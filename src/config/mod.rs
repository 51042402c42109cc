use once_cell::sync::Lazy;
use serde::{Deserialize, Serialize};
use std::env;

#[derive(Debug, Clone, Serialize, Deserialize)]
pub struct AppConfig {
    pub environment: Environment,
    pub api: ApiConfig,
    pub security: SecurityConfig,
    pub engine: EngineSettings,
}

#[derive(Debug, Clone, Copy, PartialEq, Eq, Serialize, Deserialize)]
pub enum Environment {
    Development,
    Staging,
    Production,
}

#[derive(Debug, Clone, Serialize, Deserialize)]
pub struct ApiConfig {
    /// Mount point for collection routes, e.g. "/api"
    pub prefix: String,
    /// Return the bare docs array from find-many instead of the paginated envelope
    pub simple_find: bool,
    pub port: u16,
}

#[derive(Debug, Clone, Serialize, Deserialize)]
pub struct SecurityConfig {
    /// Shared secret the bearer-token key is derived from
    pub secret: String,
    /// Collection users are loaded from when a token carries no collection claim
    pub user_collection: String,
    pub token_expiry_hours: u64,
    pub enable_cors: bool,
    pub cors_origins: Vec<String>,
}

/// Settings for the bundled in-memory engine the binary serves
#[derive(Debug, Clone, Serialize, Deserialize)]
pub struct EngineSettings {
    pub collections: Vec<String>,
    pub seed_admin: Option<SeedAdmin>,
}

#[derive(Debug, Clone, Serialize, Deserialize)]
pub struct SeedAdmin {
    pub email: String,
    pub password: String,
}

#[derive(Debug, thiserror::Error)]
pub enum ConfigError {
    #[error("Missing configuration: {0}")]
    Missing(&'static str),

    #[error("Invalid configuration: {0}")]
    Invalid(String),
}

impl AppConfig {
    pub fn from_env() -> Self {
        let environment = match env::var("APP_ENV").as_deref() {
            Ok("production") | Ok("prod") => Environment::Production,
            Ok("staging") | Ok("stage") => Environment::Staging,
            _ => Environment::Development,
        };

        // Set defaults based on environment, then override with specific env vars
        match environment {
            Environment::Production => Self::production(),
            Environment::Staging => Self::staging(),
            Environment::Development => Self::development(),
        }
        .with_env_overrides()
    }

    fn with_env_overrides(mut self) -> Self {
        // API overrides
        if let Ok(v) = env::var("API_PREFIX") {
            self.api.prefix = normalize_prefix(&v);
        }
        if let Ok(v) = env::var("API_SIMPLE_FIND") {
            self.api.simple_find = v.parse().unwrap_or(self.api.simple_find);
        }
        if let Some(port) = env::var("COLLECTION_REST_PORT")
            .ok()
            .or_else(|| env::var("PORT").ok())
            .and_then(|s| s.parse::<u16>().ok())
        {
            self.api.port = port;
        }

        // Security overrides
        if let Ok(v) = env::var("ENGINE_SECRET") {
            self.security.secret = v;
        }
        if let Ok(v) = env::var("AUTH_USER_COLLECTION") {
            self.security.user_collection = v;
        }
        if let Ok(v) = env::var("SECURITY_TOKEN_EXPIRY_HOURS") {
            self.security.token_expiry_hours = v.parse().unwrap_or(self.security.token_expiry_hours);
        }
        if let Ok(v) = env::var("SECURITY_ENABLE_CORS") {
            self.security.enable_cors = v.parse().unwrap_or(self.security.enable_cors);
        }
        if let Ok(v) = env::var("SECURITY_CORS_ORIGINS") {
            self.security.cors_origins = split_list(&v);
        }

        // Engine overrides
        if let Ok(v) = env::var("ENGINE_COLLECTIONS") {
            self.engine.collections = split_list(&v);
        }
        if let (Ok(email), Ok(password)) = (env::var("SEED_ADMIN_EMAIL"), env::var("SEED_ADMIN_PASSWORD")) {
            self.engine.seed_admin = Some(SeedAdmin { email, password });
        }

        self
    }

    /// Checks that must hold before the server binds
    pub fn validate(&self) -> Result<(), ConfigError> {
        if self.security.secret.is_empty() {
            return Err(ConfigError::Missing("ENGINE_SECRET"));
        }
        if self.environment == Environment::Production && self.security.secret == DEV_SECRET {
            return Err(ConfigError::Invalid(
                "the development secret cannot be used in production".to_string(),
            ));
        }
        if self.security.token_expiry_hours == 0 || self.security.token_expiry_hours > MAX_TOKEN_EXPIRY_HOURS {
            return Err(ConfigError::Invalid(format!(
                "SECURITY_TOKEN_EXPIRY_HOURS must be between 1 and {}, got {}",
                MAX_TOKEN_EXPIRY_HOURS, self.security.token_expiry_hours
            )));
        }
        if !self.engine.collections.contains(&self.security.user_collection) {
            return Err(ConfigError::Invalid(format!(
                "user collection '{}' is not one of the configured collections",
                self.security.user_collection
            )));
        }
        Ok(())
    }

    pub fn development() -> Self {
        Self {
            environment: Environment::Development,
            api: ApiConfig {
                prefix: "/api".to_string(),
                simple_find: false,
                port: 3000,
            },
            security: SecurityConfig {
                secret: DEV_SECRET.to_string(),
                user_collection: "users".to_string(),
                token_expiry_hours: 24 * 7, // 1 week
                enable_cors: true,
                cors_origins: vec!["http://localhost:3000".to_string(), "http://localhost:5173".to_string()],
            },
            engine: EngineSettings {
                collections: vec!["users".to_string(), "posts".to_string()],
                seed_admin: None,
            },
        }
    }

    fn staging() -> Self {
        Self {
            environment: Environment::Staging,
            api: ApiConfig {
                prefix: "/api".to_string(),
                simple_find: false,
                port: 3000,
            },
            security: SecurityConfig {
                secret: String::new(),
                user_collection: "users".to_string(),
                token_expiry_hours: 24,
                enable_cors: true,
                cors_origins: vec!["https://staging.example.com".to_string()],
            },
            engine: EngineSettings {
                collections: vec!["users".to_string(), "posts".to_string()],
                seed_admin: None,
            },
        }
    }

    fn production() -> Self {
        Self {
            environment: Environment::Production,
            api: ApiConfig {
                prefix: "/api".to_string(),
                simple_find: false,
                port: 3000,
            },
            security: SecurityConfig {
                secret: String::new(),
                user_collection: "users".to_string(),
                token_expiry_hours: 2,
                enable_cors: true,
                cors_origins: vec!["https://app.example.com".to_string()],
            },
            engine: EngineSettings {
                collections: vec!["users".to_string(), "posts".to_string()],
                seed_admin: None,
            },
        }
    }
}

/// Ten years
pub const MAX_TOKEN_EXPIRY_HOURS: u64 = 24 * 365 * 10;

const DEV_SECRET: &str = "collection-rest-development-secret";

fn split_list(v: &str) -> Vec<String> {
    v.split(',')
        .map(|s| s.trim().to_string())
        .filter(|s| !s.is_empty())
        .collect()
}

/// "api", "/api/" and "/api" all become "/api"
pub fn normalize_prefix(raw: &str) -> String {
    let trimmed = raw.trim().trim_matches('/');
    if trimmed.is_empty() {
        return String::new();
    }
    format!("/{}", trimmed)
}

// Global singleton config - initialized once at startup
pub static CONFIG: Lazy<AppConfig> = Lazy::new(AppConfig::from_env);

pub fn config() -> &'static AppConfig {
    &CONFIG
}

#[cfg(test)]
mod tests {
    use super::*;

    #[test]
    fn test_default_development_config() {
        let config = AppConfig::development();
        assert_eq!(config.api.prefix, "/api");
        assert!(!config.api.simple_find);
        assert!(config.validate().is_ok());
    }

    #[test]
    fn test_production_requires_secret() {
        let config = AppConfig::production();
        assert!(matches!(config.validate(), Err(ConfigError::Missing("ENGINE_SECRET"))));

        let mut config = AppConfig::production();
        config.security.secret = DEV_SECRET.to_string();
        assert!(matches!(config.validate(), Err(ConfigError::Invalid(_))));
    }

    #[test]
    fn test_user_collection_must_be_configured() {
        let mut config = AppConfig::development();
        config.security.user_collection = "admins".to_string();
        assert!(config.validate().is_err());
    }

    #[test]
    fn test_token_expiry_must_be_bounded() {
        let mut config = AppConfig::development();
        config.security.token_expiry_hours = 0;
        assert!(matches!(config.validate(), Err(ConfigError::Invalid(_))));

        config.security.token_expiry_hours = 3_000_000_000_000;
        assert!(matches!(config.validate(), Err(ConfigError::Invalid(_))));

        config.security.token_expiry_hours = MAX_TOKEN_EXPIRY_HOURS;
        assert!(config.validate().is_ok());
    }

    #[test]
    fn test_normalize_prefix() {
        assert_eq!(normalize_prefix("api"), "/api");
        assert_eq!(normalize_prefix("/api/"), "/api");
        assert_eq!(normalize_prefix("/v1/api"), "/v1/api");
        assert_eq!(normalize_prefix("/"), "");
    }
}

▶ WHAT THIS TASK INVOLVES
How many lines in the entries contain the string "enum"? Give the number only.

▶ WRITTEN ANSWER
2